* WHAT IS BEING ASKED: Read the data, and whenever a line holds the word "struct", report that line.

* DATA SUPPLIED:

════════

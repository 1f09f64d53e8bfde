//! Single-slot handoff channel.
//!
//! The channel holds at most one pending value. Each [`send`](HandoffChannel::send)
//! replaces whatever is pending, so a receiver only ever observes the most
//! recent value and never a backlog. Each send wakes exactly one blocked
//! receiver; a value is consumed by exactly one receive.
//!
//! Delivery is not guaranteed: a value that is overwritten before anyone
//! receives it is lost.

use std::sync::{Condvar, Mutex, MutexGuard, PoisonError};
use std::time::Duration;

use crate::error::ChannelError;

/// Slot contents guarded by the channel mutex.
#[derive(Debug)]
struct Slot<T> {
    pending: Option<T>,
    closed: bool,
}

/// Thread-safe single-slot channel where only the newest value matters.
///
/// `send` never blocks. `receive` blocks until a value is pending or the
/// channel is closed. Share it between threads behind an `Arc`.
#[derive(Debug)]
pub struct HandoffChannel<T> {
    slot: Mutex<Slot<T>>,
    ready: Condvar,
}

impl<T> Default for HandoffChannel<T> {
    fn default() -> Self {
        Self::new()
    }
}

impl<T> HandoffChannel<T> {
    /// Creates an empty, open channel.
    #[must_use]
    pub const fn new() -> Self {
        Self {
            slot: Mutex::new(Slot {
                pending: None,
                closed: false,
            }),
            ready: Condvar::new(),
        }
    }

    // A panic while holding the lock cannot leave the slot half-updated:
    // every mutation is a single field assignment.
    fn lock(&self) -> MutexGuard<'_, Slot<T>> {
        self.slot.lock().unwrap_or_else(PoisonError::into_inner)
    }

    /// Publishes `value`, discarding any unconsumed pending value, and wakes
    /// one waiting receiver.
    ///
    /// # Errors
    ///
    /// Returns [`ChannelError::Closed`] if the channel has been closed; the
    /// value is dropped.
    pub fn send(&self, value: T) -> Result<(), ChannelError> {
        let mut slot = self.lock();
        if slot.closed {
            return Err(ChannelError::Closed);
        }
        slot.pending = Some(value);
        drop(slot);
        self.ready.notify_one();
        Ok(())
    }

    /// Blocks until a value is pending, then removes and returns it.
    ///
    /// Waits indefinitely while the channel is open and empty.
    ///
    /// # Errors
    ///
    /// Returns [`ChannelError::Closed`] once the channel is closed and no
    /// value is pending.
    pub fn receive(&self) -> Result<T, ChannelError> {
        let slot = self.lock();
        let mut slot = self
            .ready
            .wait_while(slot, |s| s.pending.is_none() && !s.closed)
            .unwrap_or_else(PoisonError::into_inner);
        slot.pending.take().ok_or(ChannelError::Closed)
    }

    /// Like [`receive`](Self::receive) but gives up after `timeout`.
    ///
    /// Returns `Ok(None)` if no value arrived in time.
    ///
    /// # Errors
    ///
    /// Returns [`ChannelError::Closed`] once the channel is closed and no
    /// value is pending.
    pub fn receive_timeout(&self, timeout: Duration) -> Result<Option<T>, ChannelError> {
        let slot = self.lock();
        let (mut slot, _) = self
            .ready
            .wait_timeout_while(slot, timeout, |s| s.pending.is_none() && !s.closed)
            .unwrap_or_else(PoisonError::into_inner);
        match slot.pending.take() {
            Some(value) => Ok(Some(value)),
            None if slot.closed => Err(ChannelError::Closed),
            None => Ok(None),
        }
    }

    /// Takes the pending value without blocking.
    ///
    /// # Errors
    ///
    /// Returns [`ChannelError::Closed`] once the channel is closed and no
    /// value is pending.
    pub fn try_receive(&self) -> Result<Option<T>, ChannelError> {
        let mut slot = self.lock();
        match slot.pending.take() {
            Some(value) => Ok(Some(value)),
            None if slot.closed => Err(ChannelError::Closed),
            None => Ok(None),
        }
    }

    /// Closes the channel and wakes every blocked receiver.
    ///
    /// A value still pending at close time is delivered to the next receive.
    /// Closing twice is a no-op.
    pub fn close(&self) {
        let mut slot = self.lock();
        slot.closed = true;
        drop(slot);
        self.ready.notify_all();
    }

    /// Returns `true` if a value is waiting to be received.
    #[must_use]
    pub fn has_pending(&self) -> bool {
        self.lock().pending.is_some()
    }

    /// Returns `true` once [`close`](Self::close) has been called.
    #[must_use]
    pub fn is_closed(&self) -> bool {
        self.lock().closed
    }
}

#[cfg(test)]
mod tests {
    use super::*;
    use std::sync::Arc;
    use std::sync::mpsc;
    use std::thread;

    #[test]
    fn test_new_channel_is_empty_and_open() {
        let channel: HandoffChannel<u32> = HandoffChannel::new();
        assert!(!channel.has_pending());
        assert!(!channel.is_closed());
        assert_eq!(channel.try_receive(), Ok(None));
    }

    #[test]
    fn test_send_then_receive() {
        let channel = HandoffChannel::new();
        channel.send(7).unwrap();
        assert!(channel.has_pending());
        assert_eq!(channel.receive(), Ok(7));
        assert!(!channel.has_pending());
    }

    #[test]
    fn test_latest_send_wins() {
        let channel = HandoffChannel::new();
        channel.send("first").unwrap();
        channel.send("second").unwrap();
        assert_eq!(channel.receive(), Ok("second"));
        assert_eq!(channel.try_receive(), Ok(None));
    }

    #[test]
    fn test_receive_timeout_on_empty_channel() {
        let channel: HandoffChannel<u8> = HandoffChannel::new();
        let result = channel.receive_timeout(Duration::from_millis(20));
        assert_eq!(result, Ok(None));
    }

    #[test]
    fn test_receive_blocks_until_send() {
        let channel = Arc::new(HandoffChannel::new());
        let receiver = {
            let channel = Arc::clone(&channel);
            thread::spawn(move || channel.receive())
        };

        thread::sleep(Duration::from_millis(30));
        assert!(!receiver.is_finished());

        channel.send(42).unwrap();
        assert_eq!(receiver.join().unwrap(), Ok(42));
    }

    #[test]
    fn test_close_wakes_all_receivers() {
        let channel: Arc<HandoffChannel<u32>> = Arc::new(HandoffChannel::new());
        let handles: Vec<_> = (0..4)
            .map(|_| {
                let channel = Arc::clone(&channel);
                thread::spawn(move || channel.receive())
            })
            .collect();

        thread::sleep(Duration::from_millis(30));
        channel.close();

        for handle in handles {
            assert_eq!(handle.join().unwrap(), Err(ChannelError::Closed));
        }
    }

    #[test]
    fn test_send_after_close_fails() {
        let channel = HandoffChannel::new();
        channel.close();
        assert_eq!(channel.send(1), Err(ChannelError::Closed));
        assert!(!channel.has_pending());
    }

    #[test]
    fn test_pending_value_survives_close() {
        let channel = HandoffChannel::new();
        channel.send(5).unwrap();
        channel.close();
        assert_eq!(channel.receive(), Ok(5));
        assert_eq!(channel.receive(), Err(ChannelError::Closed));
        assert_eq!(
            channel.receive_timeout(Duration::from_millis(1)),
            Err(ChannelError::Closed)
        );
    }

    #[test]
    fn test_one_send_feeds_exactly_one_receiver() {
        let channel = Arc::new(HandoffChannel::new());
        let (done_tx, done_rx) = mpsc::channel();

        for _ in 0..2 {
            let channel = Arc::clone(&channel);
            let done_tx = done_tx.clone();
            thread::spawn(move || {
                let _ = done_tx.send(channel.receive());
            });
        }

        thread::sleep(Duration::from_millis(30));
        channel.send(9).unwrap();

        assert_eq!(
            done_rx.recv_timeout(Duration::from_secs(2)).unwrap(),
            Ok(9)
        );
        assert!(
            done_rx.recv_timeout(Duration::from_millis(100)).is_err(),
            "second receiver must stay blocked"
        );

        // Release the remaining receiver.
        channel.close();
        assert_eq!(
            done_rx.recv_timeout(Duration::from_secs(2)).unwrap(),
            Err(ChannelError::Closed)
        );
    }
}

════════

* RESULT OF THE EXERCISE:
struct Slot<T> {
pub struct HandoffChannel<T> {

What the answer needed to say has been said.